George Liddard

Personal information
- Born: 30 May 2002 (age 24) Billericay, Essex, England
- Height: 5 ft 10 in (178 cm)
- Weight: Middleweight

Boxing career
- Stance: Orthodox

Boxing record
- Total fights: 15
- Wins: 15
- Win by KO: 9

= George Liddard =

English boxer (born 2002)

George Liddard (born 30 May 2002) is an English professional boxer. He has held the British middleweight title since October 2025 and the European title in the same weight division since August 2026. Liddard was previously the Commonwealth middleweight champion. He is the youngest boxer to hold the British and Commonwealth middleweight titles, having won them aged 23.

==Career==
Liddard made his professional debut at Wembley Arena in London on 26 November 2022, stopping Nikola Matic in the second of their scheduled four-round contest.

Unbeaten in his first nine pro-fights, he stopped Omar Ilunga in the opening round at York Hall in London on 13 December 2024.

In his next outing, Liddard defeated Derrick Osaze via unanimous decision at Indigo at the O2 in London on 31 January 2025, to win the vacant Commonwealth Silver middleweight title.

He faced Aaron Sutton in a final eliminator for a shot at the British middleweight title at the Copper Box Arena in London on 17 May 2025. Liddard knocked his opponent to the canvas three times during the fight which was eventually stopped in the fifth round when Sutton's corner threw in the towel.

Liddard challenged British and Commonwealth middleweight champion Kieron Conway at York Hall in London on 17 October 2025. He won by stoppage in the 10th round when his opponent's corner threw in the towel, having seen their fighter knocked to the canvas in the previous round and then faced with a series of unanswered blows. Aged 23 at the time, Liddard became the youngest British and Commonwealth middleweight title holder in history.

He made the first defence of his titles against Tyler Denny at the Copper Box Arena in London on 21 March 2026. Liddard won via unanimous decision to retain his championships and also claim the vacant IBF Intercontinental middleweight title.

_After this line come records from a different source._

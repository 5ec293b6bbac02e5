mod cli;

use agrorank::config::Config;
use agrorank::datasources::{AgmarknetClient, OpenMeteoClient};
use agrorank::logic::{CandidateCatalog, RecommendationRequest, RecommendationService};
use agrorank::models::{RecommendationReport, Season};
use anyhow::{Context, Result};
use clap::Parser;
use cli::{Cli, Commands};
use tracing_subscriber::EnvFilter;

#[tokio::main]
async fn main() -> Result<()> {
    // Load .env file if present
    let _ = dotenvy::dotenv();

    let cli = Cli::parse();

    let default_level = match cli.verbose {
        0 => "warn",
        1 => "debug",
        _ => "trace",
    };
    tracing_subscriber::fmt()
        .with_env_filter(
            EnvFilter::try_from_default_env().unwrap_or_else(|_| EnvFilter::new(default_level)),
        )
        .with_writer(std::io::stderr)
        .init();

    let config = Config::load(cli.config.clone()).context("Failed to load configuration")?;

    match cli.command {
        Commands::Recommend {
            location,
            lat,
            lon,
            season,
            top,
            json,
            offline,
        } => {
            let catalog = load_catalog(&config)?;

            let (weather, market) = if offline {
                (None, None)
            } else {
                build_clients(&config)?
            };
            let service = RecommendationService::from_config(&config, catalog, weather, market);

            let mut request = RecommendationRequest::new(location)
                .with_top_n(top.unwrap_or(config.recommendations.top_n));
            if let (Some(lat), Some(lon)) = (lat, lon) {
                request = request.with_coordinates(lat, lon);
            }
            if let Some(season) = season {
                request = request.with_season(season);
            }

            let report = service.get_recommendations(&request).await?;
            if json {
                println!("{}", serde_json::to_string_pretty(&report)?);
            } else {
                print_report(&report);
            }
        }
        Commands::Catalog { season } => {
            let catalog = load_catalog(&config)?;
            print_catalog(&catalog, season);
        }
        Commands::Check => run_check(&config).await?,
    }

    Ok(())
}

fn load_catalog(config: &Config) -> Result<CandidateCatalog> {
    match config.catalog_path {
        Some(ref path) => CandidateCatalog::load(path)
            .with_context(|| format!("Failed to load catalog from {}", path.display())),
        None => CandidateCatalog::builtin().context("Built-in catalog is invalid"),
    }
}

fn build_clients(config: &Config) -> Result<(Option<OpenMeteoClient>, Option<AgmarknetClient>)> {
    let weather = if config.weather.enabled {
        Some(OpenMeteoClient::new(config.weather.clone())?)
    } else {
        None
    };

    let market = if config.market_enabled() {
        Some(AgmarknetClient::new(config.market.clone())?)
    } else {
        if config.market.enabled {
            tracing::info!("Market API key not configured - market signals will be unavailable");
        }
        None
    };

    Ok((weather, market))
}

fn print_report(report: &RecommendationReport) {
    println!(
        "{} ({}, {} level) - {}",
        report.location, report.region_name, report.granularity, report.agro_zone
    );
    println!("Season: {}", report.season);
    println!(
        "Outlook: {} [{}]",
        report.outlook.narrative,
        report.outlook.source.as_str()
    );
    if !report.enrichment.fully_enriched() {
        let mut missing = Vec::new();
        if !report.enrichment.weather {
            missing.push("live weather");
        }
        if !report.enrichment.market {
            missing.push("market prices");
        }
        println!("Note: ranked without {}", missing.join(" and "));
    }
    println!();

    if report.is_empty() {
        println!("No crop is suitable for these conditions.");
        return;
    }

    for (rank, crop) in report.recommendations.iter().enumerate() {
        println!(
            "{:>2}. {} ({})  score {:.0}",
            rank + 1,
            crop.display_name,
            crop.localized_name,
            crop.score
        );
        println!(
            "    {} | {} water | {} days | est. profit ₹{:.0}/ha",
            crop.category,
            crop.water_requirement,
            crop.duration_days,
            crop.financials.profit_estimate
        );
        for reason in &crop.reasons {
            println!("    - {}", reason);
        }
    }
}

fn print_catalog(catalog: &CandidateCatalog, season: Option<Season>) {
    println!(
        "{:<12} {:<14} {:<10} {:<10} {:<9} {:>5} {:>8}",
        "ID", "NAME", "SEASON", "CATEGORY", "WATER", "DAYS", "MSP"
    );
    for crop in catalog
        .candidates()
        .iter()
        .filter(|c| season.map_or(true, |s| c.is_in_season(s)))
    {
        let msp = crop
            .msp_price
            .map(|p| format!("{:.0}", p))
            .unwrap_or_else(|| "-".to_string());
        println!(
            "{:<12} {:<14} {:<10} {:<10} {:<9} {:>5} {:>8}",
            crop.id,
            crop.display_name,
            crop.season_tag.as_str(),
            crop.category.as_str(),
            crop.water_requirement.as_str(),
            crop.duration_days,
            msp
        );
    }
}

async fn run_check(config: &Config) -> Result<()> {
    println!("Configuration OK");

    let catalog = load_catalog(config)?;
    println!("Catalog: {} candidates", catalog.len());

    let (weather, market) = build_clients(config)?;

    match weather {
        Some(client) => {
            let ok = client.test_connection().await.unwrap_or(false);
            println!("Open-Meteo: {}", if ok { "OK" } else { "OFFLINE" });
        }
        None => println!("Open-Meteo: disabled"),
    }

    match market {
        Some(client) => {
            let ok = client.test_connection().await.unwrap_or(false);
            println!("Agmarknet: {}", if ok { "OK" } else { "OFFLINE" });
        }
        None => println!("Agmarknet: disabled"),
    }

    Ok(())
}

Having vacated his Commonwealth championship, Liddard was scheduled to face Dario Morello for the vacant European middleweight title at York Hall in London on 22 August 2026. A week before the fight it was switched to take place at the Copper Box Arena in London with promotors Matchroom Boxing stating that "temporary issues" with York Hall meant it was "no longer a viable venue." Liddard knocked his opponent to the canvas in the eighth round and won when Morello's corner retired him at the end of the round.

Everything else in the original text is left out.